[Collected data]
= = = = =
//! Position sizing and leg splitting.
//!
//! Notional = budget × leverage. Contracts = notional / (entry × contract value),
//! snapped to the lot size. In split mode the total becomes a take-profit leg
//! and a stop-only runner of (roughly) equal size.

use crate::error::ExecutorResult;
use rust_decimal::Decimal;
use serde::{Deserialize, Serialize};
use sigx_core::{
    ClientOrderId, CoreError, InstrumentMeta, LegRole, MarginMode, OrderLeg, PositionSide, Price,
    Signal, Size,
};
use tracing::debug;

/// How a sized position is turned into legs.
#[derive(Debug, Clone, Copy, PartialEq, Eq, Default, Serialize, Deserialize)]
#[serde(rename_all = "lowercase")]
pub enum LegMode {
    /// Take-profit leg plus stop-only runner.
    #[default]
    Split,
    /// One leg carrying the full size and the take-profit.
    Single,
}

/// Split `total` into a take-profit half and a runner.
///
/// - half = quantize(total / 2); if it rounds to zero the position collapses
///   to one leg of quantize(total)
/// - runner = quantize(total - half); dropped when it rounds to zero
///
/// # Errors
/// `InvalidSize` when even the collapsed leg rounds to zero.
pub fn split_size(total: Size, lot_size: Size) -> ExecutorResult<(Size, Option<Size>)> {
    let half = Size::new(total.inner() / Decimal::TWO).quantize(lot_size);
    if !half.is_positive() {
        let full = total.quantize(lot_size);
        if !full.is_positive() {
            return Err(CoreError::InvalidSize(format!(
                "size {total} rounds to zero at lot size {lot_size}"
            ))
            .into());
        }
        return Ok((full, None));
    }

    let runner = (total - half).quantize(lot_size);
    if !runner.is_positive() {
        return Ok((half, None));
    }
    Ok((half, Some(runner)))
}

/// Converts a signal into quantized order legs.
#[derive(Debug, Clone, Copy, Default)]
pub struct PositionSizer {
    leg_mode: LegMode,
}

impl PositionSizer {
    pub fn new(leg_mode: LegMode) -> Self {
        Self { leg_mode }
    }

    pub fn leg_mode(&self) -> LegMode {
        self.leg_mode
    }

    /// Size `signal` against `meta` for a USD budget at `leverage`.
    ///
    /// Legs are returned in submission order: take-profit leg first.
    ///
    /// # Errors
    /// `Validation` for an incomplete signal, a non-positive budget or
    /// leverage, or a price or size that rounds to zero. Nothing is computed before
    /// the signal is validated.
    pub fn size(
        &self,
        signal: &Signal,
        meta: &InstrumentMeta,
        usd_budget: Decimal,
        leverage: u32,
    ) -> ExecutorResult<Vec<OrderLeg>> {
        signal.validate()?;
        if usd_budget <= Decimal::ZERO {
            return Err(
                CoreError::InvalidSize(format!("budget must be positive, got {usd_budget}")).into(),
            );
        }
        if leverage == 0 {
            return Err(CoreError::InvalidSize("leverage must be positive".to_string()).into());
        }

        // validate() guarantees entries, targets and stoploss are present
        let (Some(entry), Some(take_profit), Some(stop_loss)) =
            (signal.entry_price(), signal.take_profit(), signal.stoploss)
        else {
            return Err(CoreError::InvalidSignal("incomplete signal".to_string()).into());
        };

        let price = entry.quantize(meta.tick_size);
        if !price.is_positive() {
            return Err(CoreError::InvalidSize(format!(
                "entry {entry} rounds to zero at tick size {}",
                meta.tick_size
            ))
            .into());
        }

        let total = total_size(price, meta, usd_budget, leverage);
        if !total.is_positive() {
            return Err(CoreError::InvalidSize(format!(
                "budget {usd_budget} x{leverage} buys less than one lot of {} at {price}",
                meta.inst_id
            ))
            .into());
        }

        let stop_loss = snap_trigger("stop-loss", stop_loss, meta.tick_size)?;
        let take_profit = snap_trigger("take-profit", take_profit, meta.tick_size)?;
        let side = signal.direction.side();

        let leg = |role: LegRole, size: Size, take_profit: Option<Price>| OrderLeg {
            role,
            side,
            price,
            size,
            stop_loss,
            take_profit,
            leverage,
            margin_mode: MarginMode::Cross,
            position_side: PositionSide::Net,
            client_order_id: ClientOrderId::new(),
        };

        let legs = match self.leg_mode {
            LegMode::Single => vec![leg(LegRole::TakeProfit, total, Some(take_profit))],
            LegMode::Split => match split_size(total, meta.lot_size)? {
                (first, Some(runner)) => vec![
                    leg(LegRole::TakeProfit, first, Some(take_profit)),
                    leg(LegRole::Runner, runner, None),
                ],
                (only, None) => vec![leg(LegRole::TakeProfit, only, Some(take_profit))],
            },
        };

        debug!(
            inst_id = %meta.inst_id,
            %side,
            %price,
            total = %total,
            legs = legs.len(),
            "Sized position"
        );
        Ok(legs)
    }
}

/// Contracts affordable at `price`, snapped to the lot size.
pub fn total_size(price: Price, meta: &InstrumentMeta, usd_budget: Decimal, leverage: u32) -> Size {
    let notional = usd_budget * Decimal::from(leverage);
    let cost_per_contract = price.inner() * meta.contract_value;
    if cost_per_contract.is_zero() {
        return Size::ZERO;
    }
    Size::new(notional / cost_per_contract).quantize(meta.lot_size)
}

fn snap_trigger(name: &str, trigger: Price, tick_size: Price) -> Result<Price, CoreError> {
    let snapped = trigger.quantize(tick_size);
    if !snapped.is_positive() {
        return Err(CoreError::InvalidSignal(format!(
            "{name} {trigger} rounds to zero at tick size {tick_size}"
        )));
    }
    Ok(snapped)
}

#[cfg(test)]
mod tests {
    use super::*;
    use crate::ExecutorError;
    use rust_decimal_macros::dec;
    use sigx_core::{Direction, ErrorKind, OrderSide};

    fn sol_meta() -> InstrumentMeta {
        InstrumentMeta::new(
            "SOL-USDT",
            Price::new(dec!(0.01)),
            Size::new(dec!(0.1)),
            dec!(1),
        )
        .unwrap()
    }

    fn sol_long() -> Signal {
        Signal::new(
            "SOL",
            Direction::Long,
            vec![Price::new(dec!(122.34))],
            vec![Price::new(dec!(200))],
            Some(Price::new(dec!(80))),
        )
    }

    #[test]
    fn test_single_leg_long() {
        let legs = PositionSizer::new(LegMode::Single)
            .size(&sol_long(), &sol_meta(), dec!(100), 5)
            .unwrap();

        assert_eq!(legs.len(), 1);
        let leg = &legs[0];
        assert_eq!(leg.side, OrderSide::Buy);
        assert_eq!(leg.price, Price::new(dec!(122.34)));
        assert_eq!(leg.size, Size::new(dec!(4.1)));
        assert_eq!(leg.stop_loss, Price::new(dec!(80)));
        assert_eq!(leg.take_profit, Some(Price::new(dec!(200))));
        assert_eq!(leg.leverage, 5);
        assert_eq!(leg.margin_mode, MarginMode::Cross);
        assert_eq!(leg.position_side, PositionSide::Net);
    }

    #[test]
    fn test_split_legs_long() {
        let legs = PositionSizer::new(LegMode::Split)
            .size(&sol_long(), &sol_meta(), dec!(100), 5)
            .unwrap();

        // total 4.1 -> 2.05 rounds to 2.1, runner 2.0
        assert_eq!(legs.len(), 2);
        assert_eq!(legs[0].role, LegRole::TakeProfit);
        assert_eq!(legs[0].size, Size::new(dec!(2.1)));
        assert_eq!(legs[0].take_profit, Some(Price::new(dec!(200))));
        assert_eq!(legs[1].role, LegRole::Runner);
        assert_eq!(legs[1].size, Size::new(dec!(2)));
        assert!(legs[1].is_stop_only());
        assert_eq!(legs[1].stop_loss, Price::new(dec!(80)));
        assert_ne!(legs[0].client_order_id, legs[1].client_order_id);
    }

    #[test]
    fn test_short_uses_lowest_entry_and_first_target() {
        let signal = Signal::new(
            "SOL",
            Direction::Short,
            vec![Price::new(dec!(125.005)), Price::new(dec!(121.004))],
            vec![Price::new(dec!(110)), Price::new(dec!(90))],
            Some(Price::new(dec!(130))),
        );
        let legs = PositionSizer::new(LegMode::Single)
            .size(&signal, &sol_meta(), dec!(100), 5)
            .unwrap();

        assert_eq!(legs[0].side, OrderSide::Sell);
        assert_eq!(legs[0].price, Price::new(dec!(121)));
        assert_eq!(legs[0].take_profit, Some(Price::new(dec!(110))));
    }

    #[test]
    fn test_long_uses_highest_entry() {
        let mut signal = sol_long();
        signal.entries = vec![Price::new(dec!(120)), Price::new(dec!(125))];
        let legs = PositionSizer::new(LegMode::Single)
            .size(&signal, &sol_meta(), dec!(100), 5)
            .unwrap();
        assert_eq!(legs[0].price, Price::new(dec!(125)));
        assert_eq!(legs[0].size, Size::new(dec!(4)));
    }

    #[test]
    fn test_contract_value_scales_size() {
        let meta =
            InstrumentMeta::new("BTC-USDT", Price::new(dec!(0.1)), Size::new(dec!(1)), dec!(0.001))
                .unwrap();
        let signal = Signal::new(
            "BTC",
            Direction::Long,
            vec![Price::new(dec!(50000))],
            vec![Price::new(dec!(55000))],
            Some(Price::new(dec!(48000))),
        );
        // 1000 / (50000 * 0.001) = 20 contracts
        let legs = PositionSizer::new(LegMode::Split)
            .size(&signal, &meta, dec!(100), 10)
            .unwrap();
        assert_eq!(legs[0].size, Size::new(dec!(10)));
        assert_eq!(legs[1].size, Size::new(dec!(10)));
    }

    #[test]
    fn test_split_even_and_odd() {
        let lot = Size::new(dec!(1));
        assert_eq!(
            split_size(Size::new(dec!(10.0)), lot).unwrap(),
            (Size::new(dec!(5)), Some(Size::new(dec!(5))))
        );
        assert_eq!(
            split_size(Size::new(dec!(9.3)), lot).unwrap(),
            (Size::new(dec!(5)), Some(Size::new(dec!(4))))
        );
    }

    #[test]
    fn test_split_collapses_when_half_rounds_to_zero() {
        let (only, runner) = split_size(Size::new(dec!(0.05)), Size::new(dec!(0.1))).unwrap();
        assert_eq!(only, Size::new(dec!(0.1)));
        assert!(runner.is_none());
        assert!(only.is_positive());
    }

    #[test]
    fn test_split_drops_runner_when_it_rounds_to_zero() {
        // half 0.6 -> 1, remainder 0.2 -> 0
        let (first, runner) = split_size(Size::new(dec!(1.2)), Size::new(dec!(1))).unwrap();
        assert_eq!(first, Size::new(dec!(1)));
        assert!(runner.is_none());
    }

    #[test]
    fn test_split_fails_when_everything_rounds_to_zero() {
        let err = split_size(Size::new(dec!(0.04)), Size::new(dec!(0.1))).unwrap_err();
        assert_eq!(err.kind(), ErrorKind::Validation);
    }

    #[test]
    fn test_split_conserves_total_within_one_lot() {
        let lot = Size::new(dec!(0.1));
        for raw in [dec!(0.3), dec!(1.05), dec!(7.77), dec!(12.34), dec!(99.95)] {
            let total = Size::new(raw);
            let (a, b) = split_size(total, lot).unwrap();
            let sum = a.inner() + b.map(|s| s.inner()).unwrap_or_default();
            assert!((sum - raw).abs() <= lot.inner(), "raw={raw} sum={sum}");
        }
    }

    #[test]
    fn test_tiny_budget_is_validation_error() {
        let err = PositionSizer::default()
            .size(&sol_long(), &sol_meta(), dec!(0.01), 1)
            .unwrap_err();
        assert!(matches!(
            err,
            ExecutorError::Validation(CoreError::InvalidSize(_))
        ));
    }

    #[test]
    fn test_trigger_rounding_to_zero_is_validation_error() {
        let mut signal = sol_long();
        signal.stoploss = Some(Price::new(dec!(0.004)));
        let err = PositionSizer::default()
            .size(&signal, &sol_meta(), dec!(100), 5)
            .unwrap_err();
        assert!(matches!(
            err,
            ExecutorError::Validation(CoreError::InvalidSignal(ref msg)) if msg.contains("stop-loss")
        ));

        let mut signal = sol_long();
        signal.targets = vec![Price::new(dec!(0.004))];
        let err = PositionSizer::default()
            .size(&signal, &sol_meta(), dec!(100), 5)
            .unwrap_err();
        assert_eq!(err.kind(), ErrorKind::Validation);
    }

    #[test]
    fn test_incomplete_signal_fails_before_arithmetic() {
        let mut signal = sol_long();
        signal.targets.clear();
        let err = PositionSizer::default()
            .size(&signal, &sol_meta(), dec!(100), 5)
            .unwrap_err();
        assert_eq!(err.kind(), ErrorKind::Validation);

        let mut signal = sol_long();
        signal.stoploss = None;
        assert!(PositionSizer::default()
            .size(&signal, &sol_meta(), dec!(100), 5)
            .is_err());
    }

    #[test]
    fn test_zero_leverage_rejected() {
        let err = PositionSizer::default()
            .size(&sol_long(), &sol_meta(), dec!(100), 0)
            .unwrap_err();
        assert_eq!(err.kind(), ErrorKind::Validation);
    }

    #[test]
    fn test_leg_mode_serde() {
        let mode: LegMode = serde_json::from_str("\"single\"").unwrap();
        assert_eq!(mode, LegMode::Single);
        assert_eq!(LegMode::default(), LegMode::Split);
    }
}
= = = = =
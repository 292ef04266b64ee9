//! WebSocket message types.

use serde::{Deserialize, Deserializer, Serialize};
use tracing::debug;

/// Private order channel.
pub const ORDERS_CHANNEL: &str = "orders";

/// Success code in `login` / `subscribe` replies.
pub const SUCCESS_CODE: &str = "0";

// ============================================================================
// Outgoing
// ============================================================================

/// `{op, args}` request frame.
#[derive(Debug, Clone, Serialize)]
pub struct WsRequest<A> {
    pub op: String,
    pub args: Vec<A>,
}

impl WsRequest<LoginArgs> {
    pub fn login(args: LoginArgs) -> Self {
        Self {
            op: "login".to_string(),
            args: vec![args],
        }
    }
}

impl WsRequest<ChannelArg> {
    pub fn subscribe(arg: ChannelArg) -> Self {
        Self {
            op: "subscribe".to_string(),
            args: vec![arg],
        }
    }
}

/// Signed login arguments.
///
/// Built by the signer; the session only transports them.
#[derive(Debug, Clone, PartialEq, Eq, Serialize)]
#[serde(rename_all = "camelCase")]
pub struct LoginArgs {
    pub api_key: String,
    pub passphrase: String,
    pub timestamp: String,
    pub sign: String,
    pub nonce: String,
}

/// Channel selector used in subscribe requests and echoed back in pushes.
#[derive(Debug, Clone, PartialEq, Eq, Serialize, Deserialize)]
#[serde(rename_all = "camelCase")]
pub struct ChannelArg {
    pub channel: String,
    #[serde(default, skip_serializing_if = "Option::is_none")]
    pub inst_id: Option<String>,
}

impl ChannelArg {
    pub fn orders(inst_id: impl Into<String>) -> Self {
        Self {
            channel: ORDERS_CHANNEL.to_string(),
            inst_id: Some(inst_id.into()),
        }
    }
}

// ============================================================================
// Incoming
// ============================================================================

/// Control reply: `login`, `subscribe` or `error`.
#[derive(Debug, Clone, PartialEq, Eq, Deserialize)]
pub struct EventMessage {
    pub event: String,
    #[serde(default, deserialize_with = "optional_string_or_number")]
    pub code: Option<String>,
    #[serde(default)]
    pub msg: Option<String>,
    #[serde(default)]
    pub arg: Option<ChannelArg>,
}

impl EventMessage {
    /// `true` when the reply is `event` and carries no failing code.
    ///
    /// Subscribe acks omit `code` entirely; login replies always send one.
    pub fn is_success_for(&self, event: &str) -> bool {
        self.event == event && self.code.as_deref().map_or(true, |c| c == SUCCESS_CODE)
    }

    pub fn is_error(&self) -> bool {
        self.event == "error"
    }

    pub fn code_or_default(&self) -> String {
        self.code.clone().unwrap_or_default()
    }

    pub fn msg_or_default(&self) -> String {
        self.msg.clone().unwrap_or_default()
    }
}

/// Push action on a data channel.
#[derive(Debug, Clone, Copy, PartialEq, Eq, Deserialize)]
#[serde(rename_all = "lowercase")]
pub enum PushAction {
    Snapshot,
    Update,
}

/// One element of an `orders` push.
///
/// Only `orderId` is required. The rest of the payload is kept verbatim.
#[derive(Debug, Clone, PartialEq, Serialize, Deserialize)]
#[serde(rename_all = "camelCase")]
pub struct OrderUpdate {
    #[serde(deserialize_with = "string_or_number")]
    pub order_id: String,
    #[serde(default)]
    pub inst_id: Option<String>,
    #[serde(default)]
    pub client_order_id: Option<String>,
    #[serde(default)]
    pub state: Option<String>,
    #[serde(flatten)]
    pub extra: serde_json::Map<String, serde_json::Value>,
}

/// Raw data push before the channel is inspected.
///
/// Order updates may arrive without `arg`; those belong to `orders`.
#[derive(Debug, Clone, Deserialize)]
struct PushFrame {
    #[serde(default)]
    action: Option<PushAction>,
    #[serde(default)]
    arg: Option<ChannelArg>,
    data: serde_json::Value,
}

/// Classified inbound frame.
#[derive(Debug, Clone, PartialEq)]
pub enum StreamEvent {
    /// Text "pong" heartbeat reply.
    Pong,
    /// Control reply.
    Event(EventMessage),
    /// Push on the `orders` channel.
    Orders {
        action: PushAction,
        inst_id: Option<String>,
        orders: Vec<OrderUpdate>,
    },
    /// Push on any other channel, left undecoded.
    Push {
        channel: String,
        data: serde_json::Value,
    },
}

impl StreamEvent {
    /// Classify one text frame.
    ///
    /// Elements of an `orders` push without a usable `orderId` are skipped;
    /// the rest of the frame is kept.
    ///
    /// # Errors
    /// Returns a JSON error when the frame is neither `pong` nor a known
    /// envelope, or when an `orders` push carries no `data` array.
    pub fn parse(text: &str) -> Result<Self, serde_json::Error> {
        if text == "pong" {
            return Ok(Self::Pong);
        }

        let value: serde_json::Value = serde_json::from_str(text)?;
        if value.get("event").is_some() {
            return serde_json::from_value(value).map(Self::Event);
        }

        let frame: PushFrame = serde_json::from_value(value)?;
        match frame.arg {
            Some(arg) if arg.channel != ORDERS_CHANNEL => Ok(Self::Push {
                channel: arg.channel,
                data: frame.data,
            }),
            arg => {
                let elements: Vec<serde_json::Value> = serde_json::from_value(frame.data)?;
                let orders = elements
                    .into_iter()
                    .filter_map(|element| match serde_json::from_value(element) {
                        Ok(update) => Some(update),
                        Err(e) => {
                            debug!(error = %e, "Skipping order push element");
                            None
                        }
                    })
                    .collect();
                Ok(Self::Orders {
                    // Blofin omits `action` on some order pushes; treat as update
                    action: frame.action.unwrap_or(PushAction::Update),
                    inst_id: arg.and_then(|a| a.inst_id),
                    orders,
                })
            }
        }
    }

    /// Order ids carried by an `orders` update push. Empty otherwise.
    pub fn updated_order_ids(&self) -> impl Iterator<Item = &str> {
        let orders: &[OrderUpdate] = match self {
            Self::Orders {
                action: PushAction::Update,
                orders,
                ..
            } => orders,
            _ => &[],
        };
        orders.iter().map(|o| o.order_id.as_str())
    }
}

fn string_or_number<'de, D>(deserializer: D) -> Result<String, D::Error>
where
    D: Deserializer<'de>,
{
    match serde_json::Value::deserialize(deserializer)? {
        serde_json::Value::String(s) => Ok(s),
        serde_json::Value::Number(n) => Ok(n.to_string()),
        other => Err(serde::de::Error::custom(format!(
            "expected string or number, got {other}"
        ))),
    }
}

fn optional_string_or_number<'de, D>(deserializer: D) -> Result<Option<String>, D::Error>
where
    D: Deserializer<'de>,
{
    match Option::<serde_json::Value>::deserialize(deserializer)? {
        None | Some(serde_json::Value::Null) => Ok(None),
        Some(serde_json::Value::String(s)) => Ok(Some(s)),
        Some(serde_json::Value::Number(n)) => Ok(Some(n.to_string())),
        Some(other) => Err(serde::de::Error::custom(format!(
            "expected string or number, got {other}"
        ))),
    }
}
= = = = =
WHAT THE TASK REQUIRES
Write down again, exactly as given, only the lines above that fall from the line with "and leg splitting." to the line with "turned into legs.", inclusive.

REPLY TO THE EXERCISE
//! Position sizing and leg splitting.
//!
//! Notional = budget × leverage. Contracts = notional / (entry × contract value),
//! snapped to the lot size. In split mode the total becomes a take-profit leg
//! and a stop-only runner of (roughly) equal size.

use crate::error::ExecutorResult;
use rust_decimal::Decimal;
use serde::{Deserialize, Serialize};
use sigx_core::{
    ClientOrderId, CoreError, InstrumentMeta, LegRole, MarginMode, OrderLeg, PositionSide, Price,
    Signal, Size,
};
use tracing::debug;

/// How a sized position is turned into legs.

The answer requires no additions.